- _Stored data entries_
########
//! `plexus stats`: shape of the adjacency graph and what construction dropped.

use std::io::{self, Write};

use clap::Args;
use plexus_core::graph::{BuildReport, GraphStats};
use serde::Serialize;

use crate::cmd::{InputArgs, RunContext, load_graph};
use crate::output::{pretty_kv, pretty_section, render_mode};

/// Arguments for `plexus stats`.
#[derive(Args, Debug, Clone)]
pub struct StatsArgs {
    #[command(flatten)]
    pub input: InputArgs,
}

/// Report payload for `plexus stats`.
#[derive(Debug, Serialize)]
pub struct StatsReport {
    pub graph: GraphStats,
    pub build: BuildReport,
    pub connected: bool,
}

/// Execute `plexus stats`.
pub fn run_stats(args: &StatsArgs, ctx: &RunContext) -> anyhow::Result<()> {
    let graph = load_graph(&args.input, ctx)?;
    let stats = GraphStats::from_graph(&graph);

    let payload = StatsReport {
        connected: stats.is_connected(),
        graph: stats,
        build: *graph.report(),
    };

    render_mode(ctx.output, &payload, render_stats_text, render_stats_pretty)
}

fn rows(report: &StatsReport) -> Vec<(&'static str, String)> {
    let g = &report.graph;
    let b = &report.build;
    vec![
        ("nodes", g.node_count.to_string()),
        ("edges", g.edge_count.to_string()),
        ("density", format!("{:.4}", g.density)),
        ("components", g.component_count.to_string()),
        ("largest_component", g.largest_component.to_string()),
        ("connected", report.connected.to_string()),
        ("max_degree", g.max_degree.to_string()),
        ("leaves", g.leaf_count.to_string()),
        ("records", b.records.to_string()),
        ("self_loops", b.self_loops.to_string()),
        ("duplicates", b.duplicates.to_string()),
    ]
}

fn render_stats_text(report: &StatsReport, w: &mut dyn Write) -> io::Result<()> {
    for (key, value) in rows(report) {
        writeln!(w, "{key}\t{value}")?;
    }
    Ok(())
}

fn render_stats_pretty(report: &StatsReport, w: &mut dyn Write) -> io::Result<()> {
    let rows = rows(report);
    let (graph_rows, input_rows) = rows.split_at(8);

    pretty_section(w, "Graph")?;
    for (key, value) in graph_rows {
        pretty_kv(w, key, value)?;
    }
    writeln!(w)?;
    pretty_section(w, "Input")?;
    for (key, value) in input_rows {
        pretty_kv(w, key, value)?;
    }
    Ok(())
}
########
- _Work instruction_
The lines above, from the start of the records through the one containing "let graph = load_graph(&args.input, ctx)?;", are to be printed exactly, and nothing else is to be included.

- _Worked solution_
//! `plexus stats`: shape of the adjacency graph and what construction dropped.

use std::io::{self, Write};

use clap::Args;
use plexus_core::graph::{BuildReport, GraphStats};
use serde::Serialize;

use crate::cmd::{InputArgs, RunContext, load_graph};
use crate::output::{pretty_kv, pretty_section, render_mode};

/// Arguments for `plexus stats`.
#[derive(Args, Debug, Clone)]
pub struct StatsArgs {
    #[command(flatten)]
    pub input: InputArgs,
}

/// Report payload for `plexus stats`.
#[derive(Debug, Serialize)]
pub struct StatsReport {
    pub graph: GraphStats,
    pub build: BuildReport,
    pub connected: bool,
}

/// Execute `plexus stats`.
pub fn run_stats(args: &StatsArgs, ctx: &RunContext) -> anyhow::Result<()> {
    let graph = load_graph(&args.input, ctx)?;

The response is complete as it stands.